WORK ORDER
Your answer must contain each line of the data, copied exactly.

╭─ DATA FOR THIS TASK

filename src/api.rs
pub mod client;
pub mod error;
pub mod types;

use std::collections::HashMap;

use async_trait::async_trait;

pub use client::ApiClient;
pub use error::ApiError;
pub use types::DeploymentTemplate;

/// Source of deployment templates.
#[async_trait]
pub trait TemplateService: Send + Sync {
    async fn get_template(
        &self,
        template_id: &str,
        region: &str,
    ) -> Result<DeploymentTemplate, ApiError>;
}

#[async_trait]
impl TemplateService for ApiClient {
    async fn get_template(
        &self,
        template_id: &str,
        region: &str,
    ) -> Result<DeploymentTemplate, ApiError> {
        ApiClient::get_template(self, template_id, region).await
    }
}

/// Serves templates held in memory, whatever the region.
#[derive(Debug, Clone, Default)]
pub struct StaticTemplateService {
    templates: HashMap<String, DeploymentTemplate>,
}

impl StaticTemplateService {
    pub fn new(templates: impl IntoIterator<Item = DeploymentTemplate>) -> Self {
        Self {
            templates: templates.into_iter().map(|t| (t.id.clone(), t)).collect(),
        }
    }
}

#[async_trait]
impl TemplateService for StaticTemplateService {
    async fn get_template(
        &self,
        template_id: &str,
        region: &str,
    ) -> Result<DeploymentTemplate, ApiError> {
        self.templates
            .get(template_id)
            .cloned()
            .ok_or_else(|| ApiError::TemplateNotFound {
                template_id: template_id.to_string(),
                region: region.to_string(),
            })
    }
}

/// Picks the template source: a local file when given, the API otherwise.
pub fn get_template_service(
    template_file: Option<DeploymentTemplate>,
    api_key: Option<String>,
    endpoint: &str,
) -> Result<Box<dyn TemplateService>, ApiError> {
    if let Some(template) = template_file {
        return Ok(Box::new(StaticTemplateService::new([template])));
    }

    Ok(Box::new(api_client(api_key, endpoint)?))
}

pub fn api_client(api_key: Option<String>, endpoint: &str) -> Result<ApiClient, ApiError> {
    let api_key = api_key.ok_or_else(|| ApiError::Auth {
        message: "No API key provided. Set EC_API_KEY or use --api-key flag".to_string(),
    })?;

    ApiClient::with_base_url(api_key, endpoint.to_string())
}
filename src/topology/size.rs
use serde::{Deserialize, Serialize};

use super::TopologyError;

/// Base units (megabytes) per "g".
pub const UNITS_PER_GB: u32 = 1024;

#[derive(Debug, Clone, Copy, Default, PartialEq, Eq, Hash, Serialize, Deserialize)]
#[serde(rename_all = "lowercase")]
pub enum SizeResource {
    #[default]
    Memory,
    Storage,
}

impl std::fmt::Display for SizeResource {
    fn fmt(&self, f: &mut std::fmt::Formatter<'_>) -> std::fmt::Result {
        match self {
            Self::Memory => f.write_str("memory"),
            Self::Storage => f.write_str("storage"),
        }
    }
}

#[derive(Debug, Clone, Copy, PartialEq, Eq, Serialize, Deserialize)]
pub struct Size {
    #[serde(default)]
    pub resource: SizeResource,
    pub value: u32,
}

impl Size {
    pub fn new(resource: SizeResource, value: u32) -> Self {
        Self { resource, value }
    }

    pub fn memory(value: u32) -> Self {
        Self::new(SizeResource::Memory, value)
    }

    pub fn zero(resource: SizeResource) -> Self {
        Self::new(resource, 0)
    }

    pub fn is_zero(&self) -> bool {
        self.value == 0
    }
}

impl std::fmt::Display for Size {
    fn fmt(&self, f: &mut std::fmt::Formatter<'_>) -> std::fmt::Result {
        write!(f, "{} ({})", format_size(self.value), self.resource)
    }
}

/// Parses a human size such as `"4g"` or `"0.5g"` into base units.
pub fn parse_gb(raw: &str) -> Result<u32, TopologyError> {
    let normalized = raw.trim().to_ascii_lowercase();
    let number = normalized
        .strip_suffix('g')
        .ok_or_else(|| TopologyError::invalid_size(raw, "missing 'g' suffix"))?;

    if number.is_empty() || !number.chars().all(|c| c.is_ascii_digit() || c == '.') {
        return Err(TopologyError::invalid_size(raw, "expected a non-negative number"));
    }

    let gb: f64 = number
        .parse()
        .map_err(|e| TopologyError::invalid_size(raw, format!("{}", e)))?;

    let units = gb * f64::from(UNITS_PER_GB);
    if units.fract() != 0.0 {
        return Err(TopologyError::invalid_size(
            raw,
            "must be a whole number of megabytes",
        ));
    }
    if units > f64::from(u32::MAX) {
        return Err(TopologyError::invalid_size(raw, "value is too large"));
    }

    Ok(units as u32)
}

pub fn parse_size(raw: &str, resource: SizeResource) -> Result<Size, TopologyError> {
    Ok(Size::new(resource, parse_gb(raw)?))
}

/// Inverse of [`parse_gb`]: `2048` becomes `"2g"`, `512` becomes `"0.5g"`.
pub fn format_size(units: u32) -> String {
    if units % UNITS_PER_GB == 0 {
        format!("{}g", units / UNITS_PER_GB)
    } else {
        format!("{}g", f64::from(units) / f64::from(UNITS_PER_GB))
    }
}

#[cfg(test)]
mod tests {
    use super::*;

    #[test]
    fn test_parse_whole_gigabytes() {
        assert_eq!(parse_gb("2g").unwrap(), 2048);
        assert_eq!(parse_gb("4g").unwrap(), 4096);
        assert_eq!(parse_gb("232g").unwrap(), 237_568);
    }

    #[test]
    fn test_parse_fractional_gigabytes() {
        assert_eq!(parse_gb("0.5g").unwrap(), 512);
        assert_eq!(parse_gb("1.5g").unwrap(), 1536);
    }

    #[test]
    fn test_parse_zero() {
        assert_eq!(parse_gb("0g").unwrap(), 0);
    }

    #[test]
    fn test_parse_is_case_and_whitespace_tolerant() {
        assert_eq!(parse_gb(" 8G ").unwrap(), 8192);
    }

    #[test]
    fn test_parse_missing_suffix() {
        let err = parse_gb("4").unwrap_err();
        assert!(matches!(err, TopologyError::InvalidSize { .. }));
        assert!(err.to_string().contains("missing 'g' suffix"));
    }

    #[test]
    fn test_parse_unrecognized_suffix() {
        assert!(parse_gb("4mb").is_err());
        assert!(parse_gb("4gb").is_err());
    }

    #[test]
    fn test_parse_non_numeric_prefix() {
        assert!(parse_gb("g").is_err());
        assert!(parse_gb("abcg").is_err());
        assert!(parse_gb("-1g").is_err());
        assert!(parse_gb("1.2.3g").is_err());
    }

    #[test]
    fn test_parse_rejects_partial_megabytes() {
        let err = parse_gb("0.0001g").unwrap_err();
        assert!(err.to_string().contains("whole number of megabytes"));
    }

    #[test]
    fn test_format_whole_and_fractional() {
        assert_eq!(format_size(2048), "2g");
        assert_eq!(format_size(0), "0g");
        assert_eq!(format_size(512), "0.5g");
        assert_eq!(format_size(1536), "1.5g");
    }

    #[test]
    fn test_state_string_survives_parse_and_format() {
        for raw in ["2g", "0.5g", "64g"] {
            assert_eq!(format_size(parse_gb(raw).unwrap()), raw);
        }
    }

    #[test]
    fn test_parse_size_keeps_resource() {
        let size = parse_size("1g", SizeResource::Storage).unwrap();
        assert_eq!(size, Size::new(SizeResource::Storage, 1024));
    }

    #[test]
    fn test_size_resource_serialization_lowercase() {
        let json = serde_json::to_string(&Size::memory(1024)).unwrap();
        assert_eq!(json, r#"{"resource":"memory","value":1024}"#);
    }
}
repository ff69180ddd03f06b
mod args;

pub use args::*;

╰─

TASK RESULT
filename src/api.rs
pub mod client;
pub mod error;
pub mod types;

use std::collections::HashMap;

use async_trait::async_trait;

pub use client::ApiClient;
pub use error::ApiError;
pub use types::DeploymentTemplate;

/// Source of deployment templates.
#[async_trait]
pub trait TemplateService: Send + Sync {
    async fn get_template(
        &self,
        template_id: &str,
        region: &str,
    ) -> Result<DeploymentTemplate, ApiError>;
}

#[async_trait]
impl TemplateService for ApiClient {
    async fn get_template(
        &self,
        template_id: &str,
        region: &str,
    ) -> Result<DeploymentTemplate, ApiError> {
        ApiClient::get_template(self, template_id, region).await
    }
}

/// Serves templates held in memory, whatever the region.
#[derive(Debug, Clone, Default)]
pub struct StaticTemplateService {
    templates: HashMap<String, DeploymentTemplate>,
}

impl StaticTemplateService {
    pub fn new(templates: impl IntoIterator<Item = DeploymentTemplate>) -> Self {
        Self {
            templates: templates.into_iter().map(|t| (t.id.clone(), t)).collect(),
        }
    }
}

#[async_trait]
impl TemplateService for StaticTemplateService {
    async fn get_template(
        &self,
        template_id: &str,
        region: &str,
    ) -> Result<DeploymentTemplate, ApiError> {
        self.templates
            .get(template_id)
            .cloned()
            .ok_or_else(|| ApiError::TemplateNotFound {
                template_id: template_id.to_string(),
                region: region.to_string(),
            })
    }
}

/// Picks the template source: a local file when given, the API otherwise.
pub fn get_template_service(
    template_file: Option<DeploymentTemplate>,
    api_key: Option<String>,
    endpoint: &str,
) -> Result<Box<dyn TemplateService>, ApiError> {
    if let Some(template) = template_file {
        return Ok(Box::new(StaticTemplateService::new([template])));
    }

    Ok(Box::new(api_client(api_key, endpoint)?))
}

pub fn api_client(api_key: Option<String>, endpoint: &str) -> Result<ApiClient, ApiError> {
    let api_key = api_key.ok_or_else(|| ApiError::Auth {
        message: "No API key provided. Set EC_API_KEY or use --api-key flag".to_string(),
    })?;

    ApiClient::with_base_url(api_key, endpoint.to_string())
}
filename src/topology/size.rs
use serde::{Deserialize, Serialize};

use super::TopologyError;

/// Base units (megabytes) per "g".
pub const UNITS_PER_GB: u32 = 1024;

#[derive(Debug, Clone, Copy, Default, PartialEq, Eq, Hash, Serialize, Deserialize)]
#[serde(rename_all = "lowercase")]
pub enum SizeResource {
    #[default]
    Memory,
    Storage,
}

impl std::fmt::Display for SizeResource {
    fn fmt(&self, f: &mut std::fmt::Formatter<'_>) -> std::fmt::Result {
        match self {
            Self::Memory => f.write_str("memory"),
            Self::Storage => f.write_str("storage"),
        }
    }
}

#[derive(Debug, Clone, Copy, PartialEq, Eq, Serialize, Deserialize)]
pub struct Size {
    #[serde(default)]
    pub resource: SizeResource,
    pub value: u32,
}

impl Size {
    pub fn new(resource: SizeResource, value: u32) -> Self {
        Self { resource, value }
    }

    pub fn memory(value: u32) -> Self {
        Self::new(SizeResource::Memory, value)
    }

    pub fn zero(resource: SizeResource) -> Self {
        Self::new(resource, 0)
    }

    pub fn is_zero(&self) -> bool {
        self.value == 0
    }
}

impl std::fmt::Display for Size {
    fn fmt(&self, f: &mut std::fmt::Formatter<'_>) -> std::fmt::Result {
        write!(f, "{} ({})", format_size(self.value), self.resource)
    }
}

/// Parses a human size such as `"4g"` or `"0.5g"` into base units.
pub fn parse_gb(raw: &str) -> Result<u32, TopologyError> {
    let normalized = raw.trim().to_ascii_lowercase();
    let number = normalized
        .strip_suffix('g')
        .ok_or_else(|| TopologyError::invalid_size(raw, "missing 'g' suffix"))?;

    if number.is_empty() || !number.chars().all(|c| c.is_ascii_digit() || c == '.') {
        return Err(TopologyError::invalid_size(raw, "expected a non-negative number"));
    }

    let gb: f64 = number
        .parse()
        .map_err(|e| TopologyError::invalid_size(raw, format!("{}", e)))?;

    let units = gb * f64::from(UNITS_PER_GB);
    if units.fract() != 0.0 {
        return Err(TopologyError::invalid_size(
            raw,
            "must be a whole number of megabytes",
        ));
    }
    if units > f64::from(u32::MAX) {
        return Err(TopologyError::invalid_size(raw, "value is too large"));
    }

    Ok(units as u32)
}

pub fn parse_size(raw: &str, resource: SizeResource) -> Result<Size, TopologyError> {
    Ok(Size::new(resource, parse_gb(raw)?))
}

/// Inverse of [`parse_gb`]: `2048` becomes `"2g"`, `512` becomes `"0.5g"`.
pub fn format_size(units: u32) -> String {
    if units % UNITS_PER_GB == 0 {
        format!("{}g", units / UNITS_PER_GB)
    } else {
        format!("{}g", f64::from(units) / f64::from(UNITS_PER_GB))
    }
}

#[cfg(test)]
mod tests {
    use super::*;

    #[test]
    fn test_parse_whole_gigabytes() {
        assert_eq!(parse_gb("2g").unwrap(), 2048);
        assert_eq!(parse_gb("4g").unwrap(), 4096);
        assert_eq!(parse_gb("232g").unwrap(), 237_568);
    }

    #[test]
    fn test_parse_fractional_gigabytes() {
        assert_eq!(parse_gb("0.5g").unwrap(), 512);
        assert_eq!(parse_gb("1.5g").unwrap(), 1536);
    }

    #[test]
    fn test_parse_zero() {
        assert_eq!(parse_gb("0g").unwrap(), 0);
    }

    #[test]
    fn test_parse_is_case_and_whitespace_tolerant() {
        assert_eq!(parse_gb(" 8G ").unwrap(), 8192);
    }

    #[test]
    fn test_parse_missing_suffix() {
        let err = parse_gb("4").unwrap_err();
        assert!(matches!(err, TopologyError::InvalidSize { .. }));
        assert!(err.to_string().contains("missing 'g' suffix"));
    }

    #[test]
    fn test_parse_unrecognized_suffix() {
        assert!(parse_gb("4mb").is_err());
        assert!(parse_gb("4gb").is_err());
    }

    #[test]
    fn test_parse_non_numeric_prefix() {
        assert!(parse_gb("g").is_err());
        assert!(parse_gb("abcg").is_err());
        assert!(parse_gb("-1g").is_err());
        assert!(parse_gb("1.2.3g").is_err());
    }

    #[test]
    fn test_parse_rejects_partial_megabytes() {
        let err = parse_gb("0.0001g").unwrap_err();
        assert!(err.to_string().contains("whole number of megabytes"));
    }

    #[test]
    fn test_format_whole_and_fractional() {
        assert_eq!(format_size(2048), "2g");
        assert_eq!(format_size(0), "0g");
        assert_eq!(format_size(512), "0.5g");
        assert_eq!(format_size(1536), "1.5g");
    }

    #[test]
    fn test_state_string_survives_parse_and_format() {
        for raw in ["2g", "0.5g", "64g"] {
            assert_eq!(format_size(parse_gb(raw).unwrap()), raw);
        }
    }

    #[test]
    fn test_parse_size_keeps_resource() {
        let size = parse_size("1g", SizeResource::Storage).unwrap();
        assert_eq!(size, Size::new(SizeResource::Storage, 1024));
    }

    #[test]
    fn test_size_resource_serialization_lowercase() {
        let json = serde_json::to_string(&Size::memory(1024)).unwrap();
        assert_eq!(json, r#"{"resource":"memory","value":1024}"#);
    }
}
repository ff69180ddd03f06b
mod args;

pub use args::*;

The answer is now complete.